■ **Task instructions**
Scan each line of the records for the word "Copy" and extract the ones that have it.
#### Dataset content
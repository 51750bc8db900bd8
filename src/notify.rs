//! Notifications
//!
//! Transient toasts, the single channel through which failures reach the user.

use gloo_timers::future::TimeoutFuture;
use leptos::prelude::*;
use leptos::task::spawn_local;

use crate::error::ValidationError;

#[derive(Debug, Clone, Copy, PartialEq, Eq)]
pub enum ToastKind {
    Success,
    Error,
}

#[derive(Debug, Clone, PartialEq, Eq)]
pub struct Toast {
    pub kind: ToastKind,
    pub title: String,
    pub description: String,
}

impl Toast {
    pub fn success(title: impl Into<String>, description: impl Into<String>) -> Self {
        Self { kind: ToastKind::Success, title: title.into(), description: description.into() }
    }

    pub fn error(description: impl Into<String>) -> Self {
        Self { kind: ToastKind::Error, title: "Error".to_string(), description: description.into() }
    }

    pub fn titled(mut self, title: impl Into<String>) -> Self {
        self.title = title.into();
        self
    }

    /// Local form check failed; nothing was sent
    pub fn invalid(err: &ValidationError) -> Self {
        Self { kind: ToastKind::Error, title: err.title().to_string(), description: err.to_string() }
    }
}

/// Anything that can surface a toast
pub trait Notify {
    fn notify(&self, toast: Toast);
}

/// Reactive toast queue rendered by `ToastHost`
#[derive(Clone, Copy)]
pub struct Toaster {
    pub toasts: RwSignal<Vec<(u64, Toast)>>,
    next_id: StoredValue<u64>,
    duration_ms: u32,
}

impl Toaster {
    pub fn new(duration_ms: u32) -> Self {
        Self {
            toasts: RwSignal::new(Vec::new()),
            next_id: StoredValue::new(0),
            duration_ms,
        }
    }

    pub fn dismiss(&self, id: u64) {
        self.toasts.try_update(|list| list.retain(|(tid, _)| *tid != id));
    }
}

impl Notify for Toaster {
    fn notify(&self, toast: Toast) {
        match toast.kind {
            ToastKind::Error => log::warn!("toast: {} - {}", toast.title, toast.description),
            ToastKind::Success => log::info!("toast: {} - {}", toast.title, toast.description),
        }
        let id = self.next_id.get_value();
        self.next_id.set_value(id + 1);
        self.toasts.update(|list| list.push((id, toast)));

        let toaster = *self;
        // Dismiss after the configured delay
        spawn_local(async move {
            TimeoutFuture::new(toaster.duration_ms).await;
            toaster.dismiss(id);
        });
    }
}

#[cfg(test)]
mod tests {
    use super::*;

    #[test]
    fn test_invalid_toast_uses_validation_text() {
        let toast = Toast::invalid(&ValidationError::PasswordMismatch);
        assert_eq!(toast.kind, ToastKind::Error);
        assert_eq!(toast.title, "Passwords do not match");
    }

    #[test]
    fn test_dismiss_after_disposal_is_a_noop() {
        let owner = Owner::new();
        let toaster = owner.with(|| Toaster::new(4000));
        toaster.toasts.update(|list| list.push((0, Toast::error("boom"))));
        toaster.dismiss(0);
        assert!(toaster.toasts.get_untracked().is_empty());

        // A timer or request can finish after its view is gone
        owner.cleanup();
        toaster.dismiss(0);
        assert!(toaster.toasts.try_get_untracked().is_none());
    }

    #[test]
    fn test_titled_keeps_kind_and_description() {
        let toast = Toast::error("Invalid credentials").titled("Login failed");
        assert_eq!(toast.kind, ToastKind::Error);
        assert_eq!(toast.title, "Login failed");
        assert_eq!(toast.description, "Invalid credentials");
    }
}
########
■ **Solution below**
#[derive(Debug, Clone, Copy, PartialEq, Eq)]
#[derive(Clone, Copy)]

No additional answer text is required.